Бабушка-певунья — темная. Она говорит, у каждого человека есть зверек в сердце. Она увела чужого парня. Он любил другую женщину, а бабушку-певунью не любил. Однако она прибрала его к рукам, потому что захотела его в мужья. Нет, неверно — не он был ей нужен, а его поле. Прибрала к рукам и поле. Он ее не любил, но она сумела взять над ним верх, сказав: «В твоем сердце живет трусливый мышонок».

И все это, как оказалось, было ни к чему, после войны государство прибрало к рукам поле.

От этих ужасов бабушка и стала певуньей.

Портнихе было невдомек, что ей почти ничего не известно обо мне самой. Она знала, что я студентка и никогда не ношу платья с поясом. Похоже, этого ей было довольно.

Ключ от летнего домика я положила у портнихи на подоконник — как будто забыла. Подумала: ключ-то не выбросят, если найдут.

Эдгар, Курт и Георг считали, что портниха человек ненадежный. Я не согласилась: «Это потому вы ее подозреваете, что у вас матери портнихи». Но пришлось дать обещание, что я не буду вмешивать портниху в дела, так или иначе касающиеся нас. Эдгар, Курт и Георг не разрешили бы оставить ключ у портнихи на подоконнике. И как уже не раз, прочитали бы стихотворение, которое они всегда вспоминали, если кто-нибудь вызывал у них недоверие:

Друга каждый себе находил только в облачке на небе.
Может ли быть иначе, ведь мир этот страшен.
И мама сказала: дружба? — в голову не бери,
Какие еще друзья.
Займись чем-нибудь серьезным.

В общежитие я приплелась поздно ночью, пешком. По дороге встретились три охранника, они не обратили на меня внимания. Они были заняты собой — набивали свои животы зелеными сливами.

В городе была такая тишина, что я слышала их чавканье. Я шла совсем бесшумно: только бы не отвлеклись они от еды. Еще чуть-чуть, и я встала бы на цыпочки, но этого как раз нельзя было делать, это привлекло бы их внимание. Я шла, чувствуя себе невесомо легкой, тенью, которую не схватишь, как ни старайся. Шла не слишком быстро и не слишком медленно. Зеленые сливы в руках охранников были черными, как небо.

Спустя две недели утром я пришла к портнихе. Она сразу сказала:

— Ты забыла у меня ключ. Я его на другой день заметила.
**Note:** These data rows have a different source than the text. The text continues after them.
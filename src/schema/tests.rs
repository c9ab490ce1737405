//! Schema inference tests

use super::values::{parse_bool, parse_decimal, parse_int, parse_timestamp, truncate_chars};
use super::*;
use pretty_assertions::assert_eq;
use serde_json::json;
use test_case::test_case;

fn strings(values: &[&str]) -> Vec<String> {
    values.iter().map(|v| (*v).to_string()).collect()
}

fn column_type(values: &[&str]) -> ColumnType {
    SchemaInferrer::new().infer_column_type(&strings(values))
}

// ============================================================================
// Column type inference
// ============================================================================

#[test_case(&["1", "2", "3"], ColumnType::Int32 ; "small integers")]
#[test_case(&["1", "2", "9999999999"], ColumnType::Int64 ; "integer beyond i32")]
#[test_case(&["-2147483648", "2147483647"], ColumnType::Int32 ; "i32 bounds")]
#[test_case(&["1.5", "2", "-0.25"], ColumnType::Decimal ; "mixed decimals")]
#[test_case(&[".5", "+3."], ColumnType::Decimal ; "loose decimal literals")]
#[test_case(&["true", "FALSE", " True "], ColumnType::Bool ; "booleans any case")]
#[test_case(&["abc", "def"], ColumnType::String ; "plain text")]
#[test_case(&["1e5", "2e3"], ColumnType::String ; "exponent is not a decimal")]
#[test_case(&["NaN", "inf"], ColumnType::String ; "nan and inf are not decimals")]
#[test_case(&[], ColumnType::String ; "no observed values")]
fn test_infer_column_type(values: &[&str], expected: ColumnType) {
    assert_eq!(column_type(values), expected);
}

#[test]
fn test_all_booleans_is_bool() {
    let values: Vec<&str> = (0..20).map(|i| if i % 2 == 0 { "true" } else { "false" }).collect();
    assert_eq!(column_type(&values), ColumnType::Bool);
}

#[test]
fn test_boolean_requires_every_value() {
    let mut values = vec!["true"; 99];
    values.push("maybe");
    assert_eq!(column_type(&values), ColumnType::String);
}

#[test]
fn test_integers_below_threshold_is_string() {
    let mut values: Vec<String> = (0..17).map(|i| i.to_string()).collect();
    values.extend(strings(&["n/a", "unknown", "pending"]));

    let inferrer = SchemaInferrer::with_options(InferenceOptions::new().with_threshold(0.95));
    assert_eq!(inferrer.infer_column_type(&values), ColumnType::String);
}

#[test]
fn test_integers_meeting_threshold() {
    let mut values: Vec<String> = (0..19).map(|i| i.to_string()).collect();
    values.push("n/a".to_string());

    let inferrer = SchemaInferrer::with_options(InferenceOptions::new().with_threshold(0.95));
    assert_eq!(inferrer.infer_column_type(&values), ColumnType::Int32);
}

#[test]
fn test_disabled_candidates() {
    let inferrer = SchemaInferrer::with_options(
        InferenceOptions::new()
            .with_numeric(false)
            .with_booleans(false),
    );
    assert_eq!(
        inferrer.infer_column_type(&strings(&["1", "2"])),
        ColumnType::String
    );
    assert_eq!(
        inferrer.infer_column_type(&strings(&["true", "false"])),
        ColumnType::String
    );
}

#[test]
fn test_timestamps_only_when_enabled() {
    let values = strings(&["2024-01-15T10:30:00Z", "2024-01-16 08:00:00", "15/01/2024"]);

    assert_eq!(
        SchemaInferrer::new().infer_column_type(&values),
        ColumnType::String
    );

    let inferrer = SchemaInferrer::with_options(InferenceOptions::new().with_dates(true));
    assert_eq!(inferrer.infer_column_type(&values), ColumnType::Timestamp);
}

#[test]
fn test_threshold_is_clamped() {
    assert!((InferenceOptions::new().with_threshold(1.7).effective_threshold() - 1.0).abs() < f64::EPSILON);
    assert!(InferenceOptions::new().with_threshold(-3.0).effective_threshold().abs() < f64::EPSILON);
    assert!((InferenceOptions::new().with_threshold(f64::NAN).effective_threshold() - 1.0).abs() < f64::EPSILON);
}

// ============================================================================
// Page inference
// ============================================================================

#[test]
fn test_infer_page_columns_in_first_seen_order() {
    let rows = vec![
        json!({"id": 1, "name": "a"}),
        json!({"id": 2, "price": "9.90", "name": "b"}),
        json!({"id": 3, "active": true, "tags": ["x"]}),
    ];

    let columns = infer_page_schema(&rows, &InferenceOptions::default()).unwrap();
    let names: Vec<_> = columns.iter().map(|c| c.name.as_str()).collect();

    assert_eq!(names, vec!["id", "name", "price", "active", "tags"]);
    assert_eq!(columns[0].column_type, ColumnType::Int32);
    assert!(!columns[0].nullable);
    assert_eq!(columns[1].column_type, ColumnType::String);
    assert!(columns[1].nullable);
    assert_eq!(columns[2].column_type, ColumnType::Decimal);
    assert_eq!(columns[3].column_type, ColumnType::Bool);
    assert_eq!(columns[4].column_type, ColumnType::String);
}

#[test]
fn test_infer_page_null_only_column_is_string() {
    let rows = vec![json!({"id": 1, "note": null}), json!({"id": 2, "note": null})];

    let columns = infer_page_schema(&rows, &InferenceOptions::default()).unwrap();
    assert_eq!(columns[1], ColumnSchema::new("note", ColumnType::String, true));
}

#[test]
fn test_infer_page_without_objects() {
    let options = InferenceOptions::default();
    assert!(infer_page_schema(&[], &options).is_none());
    assert!(infer_page_schema(&[json!(1), json!("x")], &options).is_none());
    assert!(infer_page_schema(&[json!({})], &options).is_none());
}

#[test]
fn test_infer_page_respects_sample_size() {
    let rows = vec![
        json!({"code": 1}),
        json!({"code": 2}),
        json!({"code": "not-a-number", "late": 1}),
    ];

    let options = InferenceOptions::new().with_sample_size(2);
    let columns = infer_page_schema(&rows, &options).unwrap();

    assert_eq!(columns.len(), 1);
    assert_eq!(columns[0].column_type, ColumnType::Int32);
}

// ============================================================================
// Merging
// ============================================================================

#[test]
fn test_merge_union_first_type_wins() {
    let page1 = vec![
        ColumnSchema::new("id", ColumnType::Int32, false),
        ColumnSchema::new("name", ColumnType::String, false),
    ];
    let page2 = vec![
        ColumnSchema::new("id", ColumnType::Int64, true),
        ColumnSchema::new("amount", ColumnType::Decimal, false),
    ];

    let master = merge_page_schemas(vec![page1, page2]).unwrap();
    let names: Vec<_> = master.names().collect();

    assert_eq!(names, vec!["id", "name", "amount"]);
    let id = master.get("id").unwrap();
    assert_eq!(id.column_type, ColumnType::Int32);
    assert!(id.nullable);
}

#[test]
fn test_merge_nothing() {
    assert!(merge_page_schemas(Vec::<Vec<ColumnSchema>>::new()).is_none());
}

#[test]
fn test_master_schema_dedupes_names() {
    let master = MasterSchema::new(vec![
        ColumnSchema::new("a", ColumnType::String, false),
        ColumnSchema::new("a", ColumnType::Bool, false),
    ]);
    assert_eq!(master.len(), 1);
    assert_eq!(master.columns()[0].column_type, ColumnType::String);
}

// ============================================================================
// Value parsers
// ============================================================================

#[test]
fn test_value_parsers() {
    assert_eq!(parse_int(" 42 "), Some(42));
    assert_eq!(parse_int("4.2"), None);
    assert_eq!(parse_decimal(" -12.50 ").as_deref(), Some("-12.50"));
    assert_eq!(parse_decimal("1,5"), None);
    assert_eq!(parse_bool("TRUE"), Some(true));
    assert_eq!(parse_bool("yes"), None);
}

#[test_case("1e-7", "0.0000001" ; "small float")]
#[test_case("-1.5e-3", "-0.0015" ; "negative fraction")]
#[test_case("1.5E3", "1500" ; "upper case exponent")]
#[test_case("1.25e1", "12.5" ; "point inside digits")]
#[test_case("1.5e+20", "150000000000000000000" ; "large float")]
fn test_parse_decimal_expands_exponent(input: &str, expected: &str) {
    assert_eq!(parse_decimal(input).as_deref(), Some(expected));
}

#[test]
fn test_exponent_numbers_count_as_decimal() {
    let amount = json!(0.000_000_1).to_string();
    assert_eq!(amount, "1e-7");
    assert_eq!(
        column_type(&[&amount, "2.50", "3"]),
        ColumnType::Decimal
    );
    assert_eq!(parse_decimal("1e"), None);
}

#[test]
fn test_parse_timestamp_formats() {
    let expected = chrono::NaiveDate::from_ymd_opt(2024, 1, 15)
        .unwrap()
        .and_hms_opt(10, 30, 0)
        .unwrap();

    assert_eq!(parse_timestamp("2024-01-15T10:30:00Z"), Some(expected));
    assert_eq!(parse_timestamp("2024-01-15T12:30:00+02:00"), Some(expected));
    assert_eq!(parse_timestamp("2024-01-15 10:30:00"), Some(expected));
    assert_eq!(parse_timestamp("15/01/2024 10:30:00"), Some(expected));
    assert!(parse_timestamp("2024-01-15").is_some());
    assert_eq!(parse_timestamp("yesterday"), None);
}

#[test]
fn test_truncate_chars() {
    assert_eq!(truncate_chars("hello", 3), "hel");
    assert_eq!(truncate_chars("héllo", 2), "hé");
    assert_eq!(truncate_chars("short", 500), "short");
    assert_eq!(truncate_chars(&"x".repeat(600), 500).chars().count(), 500);
}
Целый день все думала, как же ты в общежитие пробралась, ночью-то.

Сантиметр висел у портнихи на шее.

— Это не от общежития ключ, — сказала я, — это ключ от дома.

И подумала: сантиметр у ней на шее точно пояс.

Портниха поставила чайник.

— Вот смотрю я, — сказала она, — дети мои растут, и хотелось бы мне, чтобы они, когда вырастут большие, почаще хватались бы ключа от родного дома. Не в пример тебе.

Портниха просыпала сахар возле моей чашки.

— Понимаешь, о чем я?

Я кивнула.

Мы жили в страхе, Эдгар, Курт, Георг и я, поэтому мы встречались каждый день. Вместе сидели где-нибудь за столом, но страх был у каждого свой, особый, не общий, свой собственный страх. И каждый приносил этот страх на наши встречи. Мы часто смеялись, и каждый, смеясь, старался скрыть от других свой страх. Но страх не отрежешь, как прядь волос. Если не дашь страху власти над своим лицом, он будет трепыхаться в голосе. Если сумеешь совладать и с лицом и с голосом, если возьмешь их в руки, точно неживую, застывшую вещь, страха не останется даже в твоих пальцах. Но он устроится где-нибудь поблизости, он будет явственно проступать в самых разных предметах.